Play the hand that life has dealt you. You can't choose different cards. But you can choose how you play the ones you have been dealt. Choose wisely.

Even if you are imprisoned and treated horribly, you have choice in how you approach life. Mahatma Gandhi, generally revered as instrumental in the independence of India, showed how true this is. His methods of non-violent civil disobedience led to numerous arrests and over a total of six years of harsh imprisonments over his lifetime. Yet, each time he came out of prison he was not only more determined but more at peace. His prisoners did not determine his life. He did. He chose his life. And he was in control of it. No one else. No matter what they did to him.

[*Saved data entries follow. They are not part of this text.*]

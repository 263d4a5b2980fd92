//! Matrices handed from producers to consumers.
//!
//! A [`Matrix`] is deliberately not `Clone`: exactly one owner holds it at any
//! time, and moving it into or out of the buffer is the ownership hand-off.
//! Releasing a matrix is dropping it.

use std::fmt::{self, Display};

use rand::Rng;

/// Largest row or column count drawn in [`MatrixMode::Random`].
pub const MAX_RANDOM_DIM: usize = 4;

/// Largest side accepted for [`MatrixMode::Square`].
pub const MAX_SQUARE_DIM: usize = 256;

/// Largest element value produced by [`Matrix::random`]. Elements are drawn from `1..=MAX_ELEMENT`.
pub const MAX_ELEMENT: i64 = 10;

/// Shape selector for generated matrices.
#[derive(Debug, Clone, Copy, PartialEq, Eq, Default)]
pub enum MatrixMode {
    /// Rows and columns are each drawn from `1..=MAX_RANDOM_DIM`.
    #[default]
    Random,
    /// Every matrix is `n × n`.
    Square(usize),
}

impl MatrixMode {
    /// Maps the numeric mode selector: `0` is random shapes, `n > 0` is `n × n`.
    pub fn from_selector(selector: usize) -> Self {
        match selector {
            0 => MatrixMode::Random,
            n => MatrixMode::Square(n),
        }
    }

    /// The numeric selector this mode was built from.
    pub fn selector(self) -> usize {
        match self {
            MatrixMode::Random => 0,
            MatrixMode::Square(n) => n,
        }
    }
}

/// A dense row-major matrix of integers.
#[derive(Debug, PartialEq, Eq)]
pub struct Matrix {
    rows: usize,
    cols: usize,
    data: Vec<i64>,
}

impl Matrix {
    /// Builds a matrix from row-major data.
    ///
    /// # Panics
    ///
    /// Panics if either dimension is zero, `rows * cols` overflows, or
    /// `data.len() != rows * cols`.
    pub fn new(rows: usize, cols: usize, data: Vec<i64>) -> Self {
        assert!(rows > 0 && cols > 0, "matrix dimensions must be non-zero");
        let len = rows.checked_mul(cols);
        assert!(len.is_some(), "{}x{} matrix is too large", rows, cols);
        assert_eq!(
            Some(data.len()),
            len,
            "expected {}x{}={} elements",
            rows,
            cols,
            rows.wrapping_mul(cols)
        );
        Matrix { rows, cols, data }
    }

    /// A `rows × cols` matrix with every element set to `value`.
    pub fn filled(rows: usize, cols: usize, value: i64) -> Self {
        Self::new(rows, cols, vec![value; rows * cols])
    }

    /// Draws a matrix whose shape follows `mode` and whose elements are in `1..=MAX_ELEMENT`.
    ///
    /// # Panics
    ///
    /// Panics on `Square(0)` or a square side above [`MAX_SQUARE_DIM`];
    /// [`Config::validate`](crate::Config::validate) rejects both.
    pub fn random<R: Rng + ?Sized>(rng: &mut R, mode: MatrixMode) -> Self {
        let (rows, cols) = match mode {
            MatrixMode::Random => (
                rng.gen_range(1..=MAX_RANDOM_DIM),
                rng.gen_range(1..=MAX_RANDOM_DIM),
            ),
            MatrixMode::Square(n) => {
                assert!(
                    (1..=MAX_SQUARE_DIM).contains(&n),
                    "square size {} outside 1..={}",
                    n,
                    MAX_SQUARE_DIM
                );
                (n, n)
            }
        };
        let data = (0..rows * cols)
            .map(|_| rng.gen_range(1..=MAX_ELEMENT))
            .collect();
        Self::new(rows, cols, data)
    }

    #[inline]
    pub fn rows(&self) -> usize {
        self.rows
    }

    #[inline]
    pub fn cols(&self) -> usize {
        self.cols
    }

    #[inline]
    pub fn get(&self, row: usize, col: usize) -> i64 {
        debug_assert!(
            row < self.rows && col < self.cols,
            "index ({}, {}) out of bounds for {}x{} matrix",
            row,
            col,
            self.rows,
            self.cols
        );
        self.data[row * self.cols + col]
    }

    /// Sum of every element.
    pub fn sum(&self) -> i64 {
        self.data.iter().sum()
    }

    /// Whether `self × rhs` is defined.
    #[inline]
    pub fn can_multiply(&self, rhs: &Matrix) -> bool {
        self.cols == rhs.rows
    }

    /// Computes `self × rhs`, or `None` when `self.cols() != rhs.rows()`.
    ///
    /// The product is `self.rows() × rhs.cols()`. Uses i-k-j loop order so the
    /// inner loop walks both `rhs` and the output row contiguously.
    pub fn multiply(&self, rhs: &Matrix) -> Option<Matrix> {
        if !self.can_multiply(rhs) {
            return None;
        }

        let (m, k, n) = (self.rows, self.cols, rhs.cols);
        let mut out = vec![0i64; m * n];
        for i in 0..m {
            for p in 0..k {
                let a_ip = self.data[i * k + p];
                for j in 0..n {
                    out[i * n + j] += a_ip * rhs.data[p * n + j];
                }
            }
        }

        Some(Matrix::new(m, n, out))
    }
}

impl Display for Matrix {
    fn fmt(&self, f: &mut fmt::Formatter) -> fmt::Result {
        for row in self.data.chunks(self.cols) {
            write!(f, "|")?;
            for value in row {
                write!(f, " {:>3} ", value)?;
            }
            writeln!(f, "|")?;
        }
        Ok(())
    }
}

/// Where producers get their matrices from.
///
/// Implementations are called concurrently from every producer thread.
pub trait MatrixSource: Send + Sync {
    fn generate(&self) -> Matrix;
}

/// Random matrices drawn from each calling thread's own RNG.
#[derive(Debug, Clone, Copy, Default)]
pub struct RandomMatrices {
    mode: MatrixMode,
}

impl RandomMatrices {
    pub fn new(mode: MatrixMode) -> Self {
        RandomMatrices { mode }
    }

    pub fn mode(&self) -> MatrixMode {
        self.mode
    }
}

impl MatrixSource for RandomMatrices {
    fn generate(&self) -> Matrix {
        Matrix::random(&mut rand::thread_rng(), self.mode)
    }
}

You have this same choice about your life. And it is not likely to involve the kind of circumstances that Gandhi faced. However, you have your hardships. And your tragedies. But you have the same choice. The events of your life don't define you. Other people don't define you. You define you through your choices.

The interesting thing is that frequently when we focus on changing ourselves we do change others and even the world around us. That is because others are very similar to us. They don't want to be controlled either. So when you demand that they change, you are being controlling and they resist. However, when you focus on changing yourself, they may become less self-protective and more responsive.

This may not occur in every situation, but it occurs more frequently than demanding that others change will work. However, changing yourself is not about getting others to change. If you do it for that purpose you are still trying to control others. If others do change in response to your changes, that is a nice side effect.

But the main aspect of changing yourself is the effect it has on you. If I tell myself “I'm not going to let this person take my energy from me” or “Have faith in the world as it is” I feel more at peace. And that is what is more important.

Just think. What would the world be like if we each focused on changing ourselves instead of changing others? Change yourself. Don't wait for the world to change.